What lines in the records below hold the string "PgPoolOptions"? Please show them.

SUPPLIED RECORDS>
· · ·

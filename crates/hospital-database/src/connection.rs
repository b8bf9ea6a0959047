//! 数据库连接管理

use hospital_core::{HospitalError, Result};
use sqlx::postgres::{PgPool, PgPoolOptions};
use std::time::Duration;
use tracing::info;

/// 连接池参数
#[derive(Debug, Clone)]
pub struct PoolSettings {
    pub max_connections: u32,
    pub min_connections: u32,
    pub connect_timeout: Duration,
}

impl Default for PoolSettings {
    fn default() -> Self {
        Self {
            max_connections: 10,
            min_connections: 1,
            connect_timeout: Duration::from_secs(30),
        }
    }
}

/// 数据库连接池
#[derive(Debug, Clone)]
pub struct DatabasePool {
    pool: PgPool,
}

impl DatabasePool {
    /// 连接 PostgreSQL
    pub async fn connect(url: &str, settings: &PoolSettings) -> Result<Self> {
        let pool = PgPoolOptions::new()
            .max_connections(settings.max_connections)
            .min_connections(settings.min_connections)
            .acquire_timeout(settings.connect_timeout)
            .connect(url)
            .await
            .map_err(|e| HospitalError::Database(format!("无法连接数据库: {}", e)))?;

        info!(
            "Connected to PostgreSQL (max {} connections)",
            settings.max_connections
        );
        Ok(Self { pool })
    }

    pub fn from_pool(pool: PgPool) -> Self {
        Self { pool }
    }

    pub fn pool(&self) -> &PgPool {
        &self.pool
    }

    pub async fn close(&self) {
        self.pool.close().await;
        info!("Database pool closed");
    }
}
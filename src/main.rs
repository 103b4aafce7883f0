//! Write the 8-bit sRGB gamma table as hexadecimal text.

use clap::Parser;
use log::LevelFilter;
use srgb_gamma_table::Opt;

fn run(opt: &Opt) -> anyhow::Result<()> {
    srgb_gamma_table::run(opt)?;
    if opt.check {
        println!("{} matches the sRGB gamma table", opt.output.display());
    } else {
        println!("sRGB gamma table written to {}", opt.output.display());
    }
    Ok(())
}

fn main() {
    simple_logger::SimpleLogger::new()
        .without_timestamps()
        .with_level(LevelFilter::Warn)
        .env()
        .init()
        .unwrap();

    #[cfg(feature = "profile-with-puffin")]
    let frame_view = {
        puffin::set_scopes_on(true);
        puffin::GlobalFrameView::default()
    };

    let opt = Opt::parse();
    let code = match run(&opt) {
        Ok(()) => 0,
        Err(e) => {
            eprintln!("An error occured: {e}");
            e.chain().skip(1).for_each(|x| eprintln!("  {x}"));
            1
        }
    };

    #[cfg(feature = "profile-with-puffin")]
    {
        profiling::finish_frame!();
        let dump = std::fs::File::create("srgb-gamma-table.puffin")
            .map_err(anyhow::Error::from)
            .and_then(|mut file| frame_view.lock().write(&mut file));
        if let Err(e) = dump {
            log::warn!("Could not write puffin profile: {e:#}");
        }
    }

    std::process::exit(code);
}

· · ·

ANSWER TO THE PROBLEM>
use sqlx::postgres::{PgPool, PgPoolOptions};
        let pool = PgPoolOptions::new()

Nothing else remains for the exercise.